As is prevalent, in all patriarchal societies, the element of shame has been attached to FGM. The girls are ordered to never speak of it again. It is also an unwritten understanding that anything involving their genitals should stay as a secret. This malicious custom and ritual is passed on from one generation to the next causing inter-generational trauma among the female section of this community.
Bohras regularly perform Type 1, therefore “clitoridectomy”, on girls as young as seven-years-old. As per one study by the non-government organisation in Karachi, Sahiyo, an estimated 80 per cent of women within the Dawoodi Bohra community have undergone female genital mutilation. They [these communities] refer to the practice as Khatna or Khafd/Khafz, involving shortening the clitoral hood or removing the tip of the clitoris. Disturbingly, this heinous procedure is performed without anesthesia on pre-pubescent girls. The mullanis or dais, have no medical background and little regard for hygiene- taharat.[34] There is no religious or traditional reason behind selection of girls aged seven for FGM. However, at this age, the girl is considered naadaan (innocent) and naasamajh (not capable of understanding). She is considered not capable of understanding what is being done to her.[35]
In recent years, due to an increase in strict religious obedience by the Bohras, the practice of FGM has amplified. Unless the Bohra chief/leader issues a decree to prohibit the act, the practice will remain firmly rooted in the people’s culture and will continue to be practiced.[36] What appears in this particular situation is an intricate depiction regarding the crossroad of culture, religion, and modernity, in which a woman is the sole victim.
Scenario in Pakistan
Religion and women’s bodies are delicate topics in a patriarchal society, like Pakistan. Pakistan’s history with women has long been marked by an urge to morally police their bodies. The discriminatory practices, and normalization of violence against women within the social paradigm of Pakistan amplifies danger for the female population.

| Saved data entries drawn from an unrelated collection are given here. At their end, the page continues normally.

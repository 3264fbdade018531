//! Command implementations for the Alleycat CLI

pub mod compile;

pub use compile::compile_command;
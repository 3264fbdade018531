//! Per-file artifact tracking.

use crate::action::ActionId;
use crate::error::{PipelineError, Result};
use crate::temp::TempArena;
use std::path::{Path, PathBuf};

/// Serialized form of an artifact, recognized by file extension.
#[derive(Debug, Clone, Copy, PartialEq, Eq)]
pub enum InputFormat {
    /// OpenCL C kernel source (`.cl`)
    OpenCl,
    /// C++ host source (`.cc`, `.cpp`)
    CxxSource,
    /// Textual IR (`.ll`)
    IrText,
    /// IR bitcode (`.bc`)
    IrBinary,
}

impl InputFormat {
    pub fn from_path(path: &Path) -> Option<Self> {
        match path.extension()?.to_str()? {
            "cl" => Some(InputFormat::OpenCl),
            "cc" | "cpp" => Some(InputFormat::CxxSource),
            "ll" => Some(InputFormat::IrText),
            "bc" => Some(InputFormat::IrBinary),
            _ => None,
        }
    }

    /// Extension used for temporaries carrying this form, including the dot.
    pub fn extension(self) -> &'static str {
        match self {
            InputFormat::OpenCl => ".cl",
            InputFormat::CxxSource => ".cc",
            InputFormat::IrText => ".ll",
            InputFormat::IrBinary => ".bc",
        }
    }
}

/// One translation artifact threaded through the stages of a pipeline.
///
/// The cursor is `previous` (input of the latest action) and `current`
/// (its output); `history` keeps every artifact ever assigned.
#[derive(Debug, Clone)]
pub struct Unit {
    source: Option<PathBuf>,
    name: String,
    previous: Option<PathBuf>,
    current: Option<PathBuf>,
    history: Vec<PathBuf>,
    actions: Vec<ActionId>,
}

impl Unit {
    pub fn from_source(source: impl Into<PathBuf>) -> Self {
        let source = source.into();
        let name = stem_of(&source);
        Self {
            source: Some(source),
            name,
            previous: None,
            current: None,
            history: Vec::new(),
            actions: Vec::new(),
        }
    }

    /// Synthetic unit carrying the merged artifact of a pipeline; named
    /// after the pipeline's final output.
    pub fn combined(output: &Path) -> Self {
        Self {
            source: None,
            name: stem_of(output),
            previous: None,
            current: None,
            history: Vec::new(),
            actions: Vec::new(),
        }
    }

    pub fn name(&self) -> &str {
        &self.name
    }

    pub fn is_combined(&self) -> bool {
        self.source.is_none()
    }

    pub fn history(&self) -> &[PathBuf] {
        &self.history
    }

    pub fn actions(&self) -> &[ActionId] {
        &self.actions
    }

    /// Input of the most recent action: the previous artifact, or the
    /// original file before the second artifact is recorded.
    pub fn current_input(&self) -> Result<&Path> {
        self.previous
            .as_deref()
            .or(self.source.as_deref())
            .ok_or_else(|| PipelineError::NoInputAssigned {
                unit: self.name.clone(),
            })
    }

    pub fn current_output(&self) -> Result<&Path> {
        self.current
            .as_deref()
            .ok_or_else(|| PipelineError::NoOutputAssigned {
                unit: self.name.clone(),
            })
    }

    pub fn current_input_format(&self) -> Result<Option<InputFormat>> {
        Ok(InputFormat::from_path(self.current_input()?))
    }

    /// The artifact the next action will consume, i.e. what becomes the
    /// current input once another output is appended.
    pub fn next_input(&self) -> Option<&Path> {
        self.current.as_deref().or(self.source.as_deref())
    }

    pub fn append_final_output(&mut self, path: &Path) -> &Path {
        self.advance(path.to_path_buf())
    }

    pub fn append_temporary_output(&mut self, arena: &mut TempArena, extension: &str) -> Result<&Path> {
        let path = arena.allocate(&self.name, extension)?;
        Ok(self.advance(path))
    }

    pub(crate) fn record_action(&mut self, id: ActionId) {
        self.actions.push(id);
    }

    fn advance(&mut self, path: PathBuf) -> &Path {
        self.history.push(path.clone());
        self.previous = self.current.take();
        self.current.insert(path).as_path()
    }
}

fn stem_of(path: &Path) -> String {
    path.file_stem()
        .map(|stem| stem.to_string_lossy().into_owned())
        .unwrap_or_default()
}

Women in Pakistan live in a world structured by strict codes of family ties, religion and tribal customs. In recent years, pervasive repression and violence, often perpetrated with impunity, have literally pushed women back into their homes for fear of reprisals. There are many customary practices found throughout Pakistan that result in harmful outcomes for women. These include dowry deaths, honour killings, acid attacks, exchanging women in marriage with no consideration for their consent, forced marriages, forced religious conversions, etc.[37] The practice of FGM is also very much a form of violence against women and girls.

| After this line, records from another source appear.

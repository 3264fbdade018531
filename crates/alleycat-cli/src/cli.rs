//! Configuration file layer

use crate::{CliError, Result};
use alleycat_pipeline::{DriverConfig, PipelineConfig, StageOptions, ToolchainConfig};
use serde::{Deserialize, Serialize};
use std::path::{Path, PathBuf};

pub const LOCAL_CONFIG: &str = "alleycat.toml";

/// Settings read from `alleycat.toml`. Input and output files only come
/// from the command line.
#[derive(Debug, Clone, Default, Serialize, Deserialize)]
#[serde(default)]
pub struct CliConfig {
    /// Toolchain locations
    pub toolchain: ToolchainConfig,

    /// Default stage selection
    pub stages: StageOptions,

    /// BSP search paths
    pub bsp: SearchPaths,

    /// Host search paths and libraries
    pub host: SearchPaths,

    /// Analysis database
    pub database: Option<PathBuf>,

    /// Directory for temporary artifacts
    pub temp_dir: Option<PathBuf>,
}

#[derive(Debug, Clone, Default, Serialize, Deserialize)]
#[serde(default)]
pub struct SearchPaths {
    pub include_dirs: Vec<PathBuf>,
    pub library_dirs: Vec<PathBuf>,
    pub libraries: Vec<String>,
}

impl SearchPaths {
    fn into_pipeline(self) -> PipelineConfig {
        PipelineConfig {
            include_dirs: self.include_dirs,
            library_dirs: self.library_dirs,
            libraries: self.libraries,
            ..PipelineConfig::default()
        }
    }
}

impl CliConfig {
    /// Load `config_path`, or the first config file found in the standard
    /// locations, or the defaults when there is none.
    pub fn load(config_path: Option<&Path>) -> Result<Self> {
        if let Some(path) = config_path {
            return Self::load_from_file(path);
        }
        match Self::candidate_paths().into_iter().find(|path| path.is_file()) {
            Some(path) => Self::load_from_file(&path),
            None => Ok(Self::default()),
        }
    }

    /// Working directory, then home directory, then the user config dir.
    pub fn candidate_paths() -> Vec<PathBuf> {
        let mut paths = vec![PathBuf::from(LOCAL_CONFIG)];
        if let Some(home_dir) = dirs::home_dir() {
            paths.push(home_dir.join(".alleycat.toml"));
        }
        if let Some(config_dir) = dirs::config_dir() {
            paths.push(config_dir.join("alleycat").join("config.toml"));
        }
        paths
    }

    pub fn load_from_file(path: &Path) -> Result<Self> {
        let content = std::fs::read_to_string(path).map_err(|e| {
            CliError::Config(format!("Failed to read config file {}: {}", path.display(), e))
        })?;

        toml::from_str(&content).map_err(|e| {
            CliError::Config(format!("Failed to parse config file {}: {}", path.display(), e))
        })
    }

    /// Start of the driver configuration; environment and command line are
    /// applied on top.
    pub fn into_driver_config(self) -> DriverConfig {
        DriverConfig {
            device: self.bsp.into_pipeline(),
            host: self.host.into_pipeline(),
            toolchain: self.toolchain,
            stages: self.stages,
            database: self.database,
            temp_dir: self.temp_dir,
            ..DriverConfig::default()
        }
    }
}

Such acts of violence are committed with the aim of restoring or shielding the honour of oneself, family, or community. Due to social norms that undervalue women as individuals and human beings, honour violence is mostly though not completely, committed against women and girls. It is committed as a punishment and redemption for the perceived shame or disgrace a woman has brought upon her family or community.[38]
Correspondingly, absence of awareness and cultural conditioning are the factors that create a dangerous environment for young girls and women as they experience honour killing, acid attacks, intimate partner violence, rape, forced marriages and FGM. FGM remains a widely unknown and overlooked issue within Pakistan society, or rather conveniently avoided. The reality of this procedure and the hygiene they observe remain in the dark. There might be other victims who suffered the same illness which would have remained unreported.
Around 100,000 females go through circumcision in Bohra Muslims per annum in Pakistan. The society lacks knowledge about the worst results of FGM and follows this procedure dutifully. Ignorance of women about their fundamental rights is the reason behind the prejudice and cruelty women have been suffering for a long time.[39]
In Pakistan, there are no legal and administrative measures to prevent practices of FGM. There is no law that positions towards FGM, it is mostly because this inhuman practice at the first place, is not recognized and reported, and secondly, it is because the issue is complex, sensitive and silently practiced by a small religious community. In 2006, the federal government of Pakistan had introduced the National Plan of Action for Children; the goal number nine of the Plan was to end harmful traditions or customary practices, such as early and forced marriage and female genital mutilation, by 2010. Under the goal, strategies/actions included: growing education facilities particularly for girls; effective application of existing laws; and alertness raising especially educating the common people of damaging consequences of early marriages and capacity building measures.[40] But, in reality FGM, along with other social evils are very much present and in continuance in Pakistan.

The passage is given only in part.